Beautiful Freaks is putting on a gig in Oxford this week! On Thursday the 26th, you can come down to The Library Pub and see three wonderful bands play: Rainbow Reservoir, Deerful, and headliners Blue House. To get everyone extra excited we’ve asked James from Blue House a couple of questions about the band and their recent debut album, Suppose. If we correctly understand the answers, they might even debut a new song or two at the Oxford gig!
Both of you were previously in different groups; How did the idea of Blue House come about?
We talked about doing something together for a while and ending up living together in a 7 person house of musicians in Brixton. There was really no reason not to at that point.
Is there any significance to your band name?
Yes, but what it is I’m not sure I could tell you.
You’ve released your debut album last year – how’s that been?
It’s been good – without a penny of a marketing budget to go on I’m happy with who is listening to it and how they’re listening to it, and how it was received by press and radio.
Are you already brooding on a follow-up? I’ve heard there might even be some new songs at your upcoming Oxford gig?
We may or may not have actually recorded it already. If we had, it might sit somewhere between a sci-fi soundtrack and a local bar band in some almost-ghost town in somebody’s imagination of AMERICA. So if any of that’s true, we might air one or two of the tracks in Oxford indeed.
The overall style of Suppose is hard to define – sometimes it’s country-esque, other times very 80s indie inspired. How would you describe your sound?
Without trying to be deliberately difficult, whenever someone asks me that (true story) I get a penny whistle out of my pocket and blow it whilst running away backward as fast as possible. We’re not genre-defying, that’s almost an oxymoron these days. We just get together, write and record the music, and if it’s good, it’s good.
One of the most touching songs on the record is about the death of David Bowie? Where were you when you first heard about his death, and how has it affected you?

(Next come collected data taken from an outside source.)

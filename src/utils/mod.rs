//! Shared helpers: process execution, dates, slugs and git.

pub mod date;
pub mod exec;
pub mod git;
pub mod slug;
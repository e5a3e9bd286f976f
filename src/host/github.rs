//! GitHub REST v3 backend.

use super::{HostError, Identity, PermissionLevel, RemoteHost, RepoDescriptor, RepoSlug};
use reqwest::{
    StatusCode,
    blocking::{Client, RequestBuilder, Response},
};
use secrecy::{ExposeSecret, SecretString};
use serde::{
    Deserialize,
    de::{DeserializeOwned, IgnoredAny},
};
use std::time::Duration;

/// Repositories requested per page when listing.
const PAGE_SIZE: usize = 100;

/// Upper bound on pages fetched when listing repositories.
const MAX_PAGES: usize = 50;

/// Polls made while a new fork is still being copied.
const FORK_READY_ATTEMPTS: u32 = 30;

const FORK_POLL_INTERVAL: Duration = Duration::from_secs(2);

pub struct GitHubHost {
    api_url: String,
    client: Client,
}

impl GitHubHost {
    /// Build a client for `api_url` (e.g. `https://api.github.com`).
    pub fn new(api_url: &str, user_agent: &str) -> Result<Self, HostError> {
        let client = Client::builder()
            .user_agent(user_agent.to_string())
            .connect_timeout(Duration::from_secs(15))
            .timeout(Duration::from_secs(60))
            .build()
            .map_err(|e| HostError::Transport(e.to_string()))?;

        Ok(Self {
            api_url: api_url.trim_end_matches('/').to_string(),
            client,
        })
    }

    fn endpoint(&self, path: &str) -> String {
        format!("{}/{}", self.api_url, path.trim_start_matches('/'))
    }

    fn authorized(&self, request: RequestBuilder, token: &SecretString) -> RequestBuilder {
        request
            .bearer_auth(token.expose_secret())
            .header("Accept", "application/vnd.github+json")
            .header("X-GitHub-Api-Version", "2022-11-28")
    }

    fn send(&self, request: RequestBuilder) -> Result<Response, HostError> {
        let response = request
            .send()
            .map_err(|e| HostError::Transport(e.to_string()))?;

        let status = response.status();
        if status.is_success() {
            return Ok(response);
        }
        if status == StatusCode::UNAUTHORIZED {
            return Err(HostError::Unauthorized);
        }
        let message = response
            .json::<ApiMessage>()
            .map(|m| m.message)
            .unwrap_or_else(|_| status.canonical_reason().unwrap_or("error").to_string());
        Err(HostError::Http {
            status: status.as_u16(),
            message,
        })
    }

    fn decode<T: DeserializeOwned>(response: Response) -> Result<T, HostError> {
        response
            .json()
            .map_err(|e| HostError::Decode(e.to_string()))
    }

    /// Whether the fork's git data is there yet, judged by it having a branch.
    fn fork_has_branches(&self, token: &SecretString, repo: &RepoDescriptor) -> Result<bool, HostError> {
        let path = format!("repos/{}/{}/branches", repo.owner, repo.name);
        let request = self
            .client
            .get(self.endpoint(&path))
            .query(&[("per_page", "1")]);
        match self.send(self.authorized(request, token)) {
            Ok(response) => Ok(!Self::decode::<Vec<IgnoredAny>>(response)?.is_empty()),
            Err(HostError::Http {
                status: 404 | 409, ..
            }) => Ok(false),
            Err(e) => Err(e),
        }
    }
}

/// Call `ready` up to `attempts` times, sleeping `interval` between calls.
///
/// Returns whether `ready` ever answered `true`.
fn poll_until(
    attempts: u32,
    interval: Duration,
    mut ready: impl FnMut() -> Result<bool, HostError>,
) -> Result<bool, HostError> {
    for attempt in 0..attempts {
        if attempt > 0 {
            std::thread::sleep(interval);
        }
        if ready()? {
            return Ok(true);
        }
    }
    Ok(false)
}

impl RemoteHost for GitHubHost {
    fn authenticate(&self, token: &SecretString) -> Result<Identity, HostError> {
        let request = self.authorized(self.client.get(self.endpoint("user")), token);
        let user: ApiUser = Self::decode(self.send(request)?)?;
        Ok(Identity {
            login: user.login,
            email: user.email.filter(|e| !e.trim().is_empty()),
        })
    }

    fn permission(
        &self,
        token: &SecretString,
        username: &str,
        repo: &RepoSlug,
    ) -> Result<PermissionLevel, HostError> {
        let path = format!(
            "repos/{}/{}/collaborators/{username}/permission",
            repo.owner, repo.name
        );
        let request = self.authorized(self.client.get(self.endpoint(&path)), token);

        match self.send(request) {
            Ok(response) => {
                let body: ApiPermission = Self::decode(response)?;
                Ok(PermissionLevel::parse(&body.permission))
            }
            // Viewing collaborator permissions needs push access; a 403 means
            // the repository is visible to the user but not writable.
            Err(HostError::Http { status: 403, .. }) => Ok(PermissionLevel::Read),
            Err(e) => Err(e),
        }
    }

    fn list_user_repositories(&self, token: &SecretString) -> Result<Vec<RepoDescriptor>, HostError> {
        let mut repos = Vec::new();

        for page in 1..=MAX_PAGES {
            let request = self
                .client
                .get(self.endpoint("user/repos"))
                .query(&[
                    ("affiliation", "owner".to_string()),
                    ("per_page", PAGE_SIZE.to_string()),
                    ("page", page.to_string()),
                ]);
            let batch: Vec<ApiRepo> = Self::decode(self.send(self.authorized(request, token))?)?;
            let last = batch.len() < PAGE_SIZE;
            repos.extend(batch.into_iter().map(RepoDescriptor::from));
            if last {
                break;
            }
        }

        Ok(repos)
    }

    fn create_fork(
        &self,
        token: &SecretString,
        base: &RepoSlug,
        name: &str,
    ) -> Result<RepoDescriptor, HostError> {
        let path = format!("repos/{}/{}/forks", base.owner, base.name);
        let request = self
            .client
            .post(self.endpoint(&path))
            .json(&serde_json::json!({ "name": name, "default_branch_only": false }));
        let repo: RepoDescriptor =
            Self::decode::<ApiRepo>(self.send(self.authorized(request, token))?)?.into();

        // GitHub answers 202 and copies the repository in the background. A
        // fork that is still empty after the last poll is returned anyway;
        // cloning it then fails with git's own message.
        poll_until(FORK_READY_ATTEMPTS, FORK_POLL_INTERVAL, || {
            self.fork_has_branches(token, &repo)
        })?;
        Ok(repo)
    }
}

// ============================================================================
// Wire types
// ============================================================================

#[derive(Debug, Deserialize)]
struct ApiMessage {
    message: String,
}

#[derive(Debug, Deserialize)]
struct ApiUser {
    login: String,
    #[serde(default)]
    email: Option<String>,
}

#[derive(Debug, Deserialize)]
struct ApiPermission {
    permission: String,
}

#[derive(Debug, Deserialize)]
struct ApiOwner {
    login: String,
}

#[derive(Debug, Deserialize)]
struct ApiRepo {
    name: String,
    owner: ApiOwner,
    #[serde(default)]
    fork: bool,
    ssh_url: String,
    clone_url: String,
}

impl From<ApiRepo> for RepoDescriptor {
    fn from(repo: ApiRepo) -> Self {
        Self {
            owner: repo.owner.login,
            name: repo.name,
            fork: repo.fork,
            ssh_url: repo.ssh_url,
            clone_url: repo.clone_url,
        }
    }
}

#[cfg(test)]
mod tests {
    use super::*;

    #[test]
    fn test_endpoint_joins_cleanly() {
        let host = GitHubHost::new("https://api.github.com/", "quillpost-test").unwrap();
        assert_eq!(host.endpoint("user"), "https://api.github.com/user");
        assert_eq!(host.endpoint("/user/repos"), "https://api.github.com/user/repos");
    }

    #[test]
    fn test_repo_payload_decodes() {
        let json = r#"{
            "name": "site_alice_2024-03-01",
            "full_name": "alice/site_alice_2024-03-01",
            "owner": { "login": "alice", "id": 1 },
            "fork": true,
            "ssh_url": "git@github.com:alice/site_alice_2024-03-01.git",
            "clone_url": "https://github.com/alice/site_alice_2024-03-01.git",
            "private": false
        }"#;
        let repo: RepoDescriptor = serde_json::from_str::<ApiRepo>(json).unwrap().into();
        assert_eq!(repo.full_name(), "alice/site_alice_2024-03-01");
        assert!(repo.fork);
    }

    #[test]
    fn test_poll_until_stops_when_ready() {
        let mut calls = 0;
        let ready = poll_until(5, Duration::ZERO, || {
            calls += 1;
            Ok(calls == 3)
        })
        .unwrap();
        assert!(ready);
        assert_eq!(calls, 3);
    }

    #[test]
    fn test_poll_until_gives_up() {
        let mut calls = 0;
        let ready = poll_until(4, Duration::ZERO, || {
            calls += 1;
            Ok(false)
        })
        .unwrap();
        assert!(!ready);
        assert_eq!(calls, 4);
    }

    #[test]
    fn test_poll_until_propagates_errors() {
        let err = poll_until(3, Duration::ZERO, || Err(HostError::Unauthorized)).unwrap_err();
        assert!(matches!(err, HostError::Unauthorized));
    }

    #[test]
    fn test_user_payload_without_email() {
        let user: ApiUser = serde_json::from_str(r#"{"login": "alice", "email": null}"#).unwrap();
        assert_eq!(user.login, "alice");
        assert!(user.email.is_none());
    }
}
//! quillpost - publish blog posts into a git-hosted site without touching git.

mod cli;
mod config;
mod content;
mod host;
mod logger;
mod publish;
mod settings;
mod utils;

use clap::{ColorChoice, Parser};
use cli::{AuthorCommand, Cli, Commands, Context, Outcome};
use logger::OutcomeLine;
use publish::Report;

fn main() {
    let cli = Cli::parse();

    // Set global color override based on CLI option
    match cli.color {
        ColorChoice::Always => owo_colors::set_override(true),
        ColorChoice::Never => owo_colors::set_override(false),
        ColorChoice::Auto => {} // owo-colors auto-detects TTY
    }
    logger::set_verbose(cli.verbose);

    let result = run(&cli);
    let warned = matches!(result, Ok(Outcome::Warning(_)));
    let report = Report::from_result(&result.map_err(|err| format!("{err:#}")));

    let line = OutcomeLine::new();
    if !report.ok {
        line.error(&report.status, "");
        std::process::exit(1);
    } else if warned {
        line.warning(&report.status);
    } else {
        line.success(&report.status);
    }
}

fn run(cli: &Cli) -> anyhow::Result<Outcome> {
    if !matches!(cli.command, Commands::Check) {
        utils::git::ensure_git_available()?;
    }
    let mut ctx = Context::load(cli)?;

    match &cli.command {
        Commands::Check => cli::check_credentials(&mut ctx),
        Commands::Fork { fresh } => cli::prepare_fork(&ctx, *fresh),
        Commands::Author { action } => match action {
            AuthorCommand::New { name } => cli::new_author(&ctx, name),
            AuthorCommand::List => cli::list_authors(&ctx),
        },
        Commands::Article { title, author } => cli::new_article(&mut ctx, title, author.as_deref()),
        Commands::Branch { name } => cli::switch_branch(&ctx, name),
        Commands::Commit { message, paths } => cli::commit_changes(&ctx, message.as_deref(), paths),
        Commands::Push => cli::push_branch(&ctx),
    }
}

I don’t remember where I was, but rather than join in the collective outpouring (which of course made sense) I listened to the entire discography and just enjoyed the man and the music. The death of a public hero is quite an odd thing to contend with — when Cohen died I wasn’t exactly “sad”, more relieved that he’d made the work that he had. When I heard that Mark Fisher died recently I was a lot more disheartened because, in all selfishness, I wish there’d be more of his work in the world; I’m still thinking of that every day at the moment.
Apart from the David Bowie one, are many of your lyrics inspired by events from ‘real life’ or are they mainly fictional?
I think your use of quotes around ‘real life’ is telling. I don’t strictly consider the songwriter’s role as a maker of accurate re-packagings of events – you can lie as much as you want, pilfer IRL here and there – it’s the internal logic, or atmosphere, of the song, that has to be ‘true’, and the closer you get to defining exactly how that works the further away you suddenly find yourself. In other words, don’t worry about it. If it’s real, it‘ll let you know.
What other music inspires you? And what inspires you outside of music (e.g. books, films, friends)?
Rather than frame it as inspiration, I’ll just tell you the last of each of those: I’ve just been listening to Chris Cohen, the book I’m reading is a graphic novel about Woody Guthrie and this evening I’m going to watch Lunch Money and Bison Bonasus with (amongst others) my friend Nick Barrett, who is an excellent artist and guitar player. Actually in all honesty friends are essential to what we do, whether it’s them playing on records or pushing us to make better work because we’re in awe of theirs. Or observing them and stealing bits of their lives for songs
Thank you! Looking forward to seeing you play on Thursday.